__MATERIAL PROVIDED__.
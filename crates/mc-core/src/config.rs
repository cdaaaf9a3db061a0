use crate::error::{McError, Result};
use crate::feed::AgentRoster;
use crate::paths;
use chrono::FixedOffset;
use serde::{Deserialize, Serialize};
use std::collections::HashMap;
use std::path::{Path, PathBuf};

// ---------------------------------------------------------------------------
// ConfigWarning / WarnLevel
// ---------------------------------------------------------------------------

#[derive(Debug, Clone, Serialize, Deserialize)]
pub struct ConfigWarning {
    pub level: WarnLevel,
    pub message: String,
}

#[derive(Debug, Clone, PartialEq, Serialize, Deserialize)]
#[serde(rename_all = "snake_case")]
pub enum WarnLevel {
    Warning,
    Error,
}

// ---------------------------------------------------------------------------
// SourceConfig
// ---------------------------------------------------------------------------

/// Where the dashboard loads its project list from.
#[derive(Debug, Clone, PartialEq, Serialize, Deserialize)]
#[serde(tag = "kind", rename_all = "snake_case")]
pub enum SourceConfig {
    /// A JSON file, relative to the project root unless absolute.
    File {
        #[serde(default = "default_projects_path")]
        path: PathBuf,
    },
    /// An HTTP endpoint answering `GET` with the JSON array.
    Http { url: String },
}

fn default_projects_path() -> PathBuf {
    PathBuf::from(paths::PROJECTS_FILE)
}

impl Default for SourceConfig {
    fn default() -> Self {
        SourceConfig::File {
            path: default_projects_path(),
        }
    }
}

// ---------------------------------------------------------------------------
// DashboardConfig
// ---------------------------------------------------------------------------

#[derive(Debug, Clone, Serialize, Deserialize)]
pub struct DashboardConfig {
    #[serde(default = "default_title")]
    pub title: String,
    #[serde(default)]
    pub source: SourceConfig,
    #[serde(default = "default_fetch_timeout")]
    pub fetch_timeout_secs: u64,
    /// Fixed offset used when rendering update timestamps.
    #[serde(default)]
    pub utc_offset_minutes: i32,
}

fn default_title() -> String {
    "Mission Control".to_string()
}

fn default_fetch_timeout() -> u64 {
    10
}

impl Default for DashboardConfig {
    fn default() -> Self {
        Self {
            title: default_title(),
            source: SourceConfig::default(),
            fetch_timeout_secs: default_fetch_timeout(),
            utc_offset_minutes: 0,
        }
    }
}

// ---------------------------------------------------------------------------
// AuthConfig
// ---------------------------------------------------------------------------

#[derive(Debug, Clone, Serialize, Deserialize)]
pub struct AuthConfig {
    /// Base URL of the hosted identity provider, e.g. `https://xyz.supabase.co`.
    #[serde(default, skip_serializing_if = "Option::is_none")]
    pub provider_url: Option<String>,
    #[serde(default, skip_serializing_if = "Option::is_none")]
    pub anon_key: Option<String>,
    /// Path appended to the site origin for sign-up confirmation links.
    #[serde(default = "default_redirect_path")]
    pub redirect_path: String,
    /// Public origin of the dashboard, e.g. `https://mc.example.com`.
    /// Without it the confirmation link falls back to `http://localhost:<port>`.
    #[serde(default, skip_serializing_if = "Option::is_none")]
    pub site_url: Option<String>,
}

fn default_redirect_path() -> String {
    "/auth/callback".to_string()
}

impl Default for AuthConfig {
    fn default() -> Self {
        Self {
            provider_url: None,
            anon_key: None,
            redirect_path: default_redirect_path(),
            site_url: None,
        }
    }
}

impl AuthConfig {
    pub fn is_configured(&self) -> bool {
        let set = |v: &Option<String>| v.as_deref().is_some_and(|s| !s.trim().is_empty());
        set(&self.provider_url) && set(&self.anon_key)
    }
}

// ---------------------------------------------------------------------------
// ServerConfig
// ---------------------------------------------------------------------------

#[derive(Debug, Clone, Serialize, Deserialize)]
pub struct ServerConfig {
    #[serde(default = "default_port")]
    pub port: u16,
}

fn default_port() -> u16 {
    3141
}

impl Default for ServerConfig {
    fn default() -> Self {
        Self {
            port: default_port(),
        }
    }
}

// ---------------------------------------------------------------------------
// Config (top-level)
// ---------------------------------------------------------------------------

#[derive(Debug, Clone, Serialize, Deserialize)]
pub struct Config {
    #[serde(default = "default_version")]
    pub version: u32,
    #[serde(default)]
    pub dashboard: DashboardConfig,
    /// Agent id → glyph overrides.
    #[serde(default, skip_serializing_if = "HashMap::is_empty")]
    pub agents: HashMap<String, String>,
    #[serde(default)]
    pub auth: AuthConfig,
    #[serde(default)]
    pub server: ServerConfig,
}

fn default_version() -> u32 {
    1
}

impl Default for Config {
    fn default() -> Self {
        Self {
            version: default_version(),
            dashboard: DashboardConfig::default(),
            agents: HashMap::new(),
            auth: AuthConfig::default(),
            server: ServerConfig::default(),
        }
    }
}

impl Config {
    /// Load `mission-control/config.yaml`; a missing file means defaults.
    pub fn load(root: &Path) -> Result<Self> {
        let path = paths::config_path(root);
        if !path.exists() {
            return Ok(Config::default());
        }
        let data = std::fs::read_to_string(&path)?;
        let cfg: Config = serde_yaml::from_str(&data)?;
        Ok(cfg)
    }

    pub fn save(&self, root: &Path) -> Result<()> {
        let path = paths::config_path(root);
        let data = serde_yaml::to_string(self)?;
        crate::io::atomic_write(&path, data.as_bytes())
    }

    pub fn roster(&self) -> AgentRoster {
        AgentRoster::new(self.agents.clone())
    }

    pub fn utc_offset(&self) -> Result<FixedOffset> {
        let minutes = self.dashboard.utc_offset_minutes;
        minutes.checked_mul(60).and_then(FixedOffset::east_opt).ok_or_else(|| {
            McError::InvalidConfig(format!("utc_offset_minutes out of range: {minutes}"))
        })
    }

    /// Absolute path of a file-backed source.
    pub fn source_path(&self, root: &Path) -> Option<PathBuf> {
        match &self.dashboard.source {
            SourceConfig::File { path } if path.is_absolute() => Some(path.clone()),
            SourceConfig::File { path } => Some(root.join(path)),
            SourceConfig::Http { .. } => None,
        }
    }

    // -----------------------------------------------------------------------
    // Validation
    // -----------------------------------------------------------------------

    pub fn validate(&self) -> Vec<ConfigWarning> {
        let mut warnings = Vec::new();

        if self.dashboard.fetch_timeout_secs == 0 {
            warnings.push(ConfigWarning {
                level: WarnLevel::Error,
                message: "dashboard.fetch_timeout_secs must be greater than 0".to_string(),
            });
        }

        if self.utc_offset().is_err() {
            warnings.push(ConfigWarning {
                level: WarnLevel::Error,
                message: format!(
                    "dashboard.utc_offset_minutes={} is outside ±1439",
                    self.dashboard.utc_offset_minutes
                ),
            });
        }

        match &self.dashboard.source {
            SourceConfig::File { path } if path.as_os_str().is_empty() => {
                warnings.push(ConfigWarning {
                    level: WarnLevel::Error,
                    message: "dashboard.source.path is empty".to_string(),
                });
            }
            SourceConfig::Http { url }
                if !(url.starts_with("http://") || url.starts_with("https://")) =>
            {
                warnings.push(ConfigWarning {
                    level: WarnLevel::Error,
                    message: format!("dashboard.source.url '{url}' is not an http(s) URL"),
                });
            }
            _ => {}
        }

        let has_url = self.auth.provider_url.is_some();
        let has_key = self.auth.anon_key.is_some();
        if has_url != has_key {
            warnings.push(ConfigWarning {
                level: WarnLevel::Warning,
                message: "auth needs both provider_url and anon_key; sign-in is disabled"
                    .to_string(),
            });
        }

        if let Some(site) = &self.auth.site_url {
            if !(site.starts_with("http://") || site.starts_with("https://")) {
                warnings.push(ConfigWarning {
                    level: WarnLevel::Error,
                    message: format!("auth.site_url '{site}' is not an http(s) URL"),
                });
            }
        }

        if !self.auth.redirect_path.starts_with('/') {
            warnings.push(ConfigWarning {
                level: WarnLevel::Warning,
                message: format!(
                    "auth.redirect_path '{}' should start with '/'",
                    self.auth.redirect_path
                ),
            });
        }

        for (agent, glyph) in &self.agents {
            if glyph.trim().is_empty() {
                warnings.push(ConfigWarning {
                    level: WarnLevel::Warning,
                    message: format!("agent '{agent}' has an empty glyph; the default is used"),
                });
            }
        }

        warnings
    }
}

// ---------------------------------------------------------------------------
// Tests
// ---------------------------------------------------------------------------

#[cfg(test)]
mod tests {
    use super::*;
    use tempfile::TempDir;

    #[test]
    fn missing_file_yields_defaults() {
        let dir = TempDir::new().unwrap();
        let cfg = Config::load(dir.path()).unwrap();
        assert_eq!(cfg.version, 1);
        assert_eq!(cfg.dashboard.title, "Mission Control");
        assert_eq!(cfg.dashboard.fetch_timeout_secs, 10);
        assert_eq!(cfg.server.port, 3141);
        assert_eq!(
            cfg.source_path(dir.path()),
            Some(dir.path().join("mission-control/projects.json"))
        );
    }

    #[test]
    fn save_and_load_roundtrip() {
        let dir = TempDir::new().unwrap();
        let mut cfg = Config::default();
        cfg.dashboard.title = "Ozzy's OS".into();
        cfg.agents.insert("ozzy".into(), "🐺".into());
        cfg.save(dir.path()).unwrap();

        let loaded = Config::load(dir.path()).unwrap();
        assert_eq!(loaded.dashboard.title, "Ozzy's OS");
        assert_eq!(loaded.roster().glyph("ozzy"), "🐺");
    }

    #[test]
    fn http_source_yaml_tagged() {
        let yaml = "dashboard:\n  source:\n    kind: http\n    url: https://example.com/projects.json\n";
        let cfg: Config = serde_yaml::from_str(yaml).unwrap();
        assert_eq!(
            cfg.dashboard.source,
            SourceConfig::Http {
                url: "https://example.com/projects.json".into()
            }
        );
        assert!(cfg.source_path(Path::new("/tmp")).is_none());
    }

    #[test]
    fn default_config_has_no_warnings() {
        assert!(Config::default().validate().is_empty());
    }

    #[test]
    fn validate_flags_bad_values() {
        let mut cfg = Config::default();
        cfg.dashboard.fetch_timeout_secs = 0;
        cfg.dashboard.utc_offset_minutes = 5000;
        cfg.auth.provider_url = Some("https://xyz.supabase.co".into());
        let warnings = cfg.validate();
        let errors = warnings
            .iter()
            .filter(|w| w.level == WarnLevel::Error)
            .count();
        assert_eq!(errors, 2);
        assert!(warnings.iter().any(|w| w.message.contains("anon_key")));
    }

    #[test]
    fn huge_offset_is_a_config_error() {
        let cfg: Config =
            serde_yaml::from_str("dashboard:\n  utc_offset_minutes: 40000000\n").unwrap();
        assert!(matches!(cfg.utc_offset(), Err(McError::InvalidConfig(_))));
        let warnings = cfg.validate();
        assert!(warnings
            .iter()
            .any(|w| w.level == WarnLevel::Error && w.message.contains("utc_offset_minutes")));
    }

    #[test]
    fn non_http_url_is_an_error() {
        let mut cfg = Config::default();
        cfg.dashboard.source = SourceConfig::Http {
            url: "ftp://nope".into(),
        };
        assert!(cfg
            .validate()
            .iter()
            .any(|w| w.level == WarnLevel::Error && w.message.contains("ftp://nope")));
    }

    #[test]
    fn site_url_must_be_http() {
        let yaml = "auth:\n  site_url: mc.example.com\n";
        let cfg: Config = serde_yaml::from_str(yaml).unwrap();
        assert_eq!(cfg.auth.site_url.as_deref(), Some("mc.example.com"));
        assert!(cfg
            .validate()
            .iter()
            .any(|w| w.level == WarnLevel::Error && w.message.contains("site_url")));
    }

    #[test]
    fn auth_configured_requires_both_values() {
        let mut auth = AuthConfig::default();
        assert!(!auth.is_configured());
        auth.provider_url = Some("https://xyz.supabase.co".into());
        auth.anon_key = Some("  ".into());
        assert!(!auth.is_configured());
        auth.anon_key = Some("public-anon".into());
        assert!(auth.is_configured());
    }
}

__WORK TASK__.
Wherever a line above contains "nope", copy that line.

__RESULT OF THE TASK__.
            url: "ftp://nope".into(),
            .any(|w| w.level == WarnLevel::Error && w.message.contains("ftp://nope")));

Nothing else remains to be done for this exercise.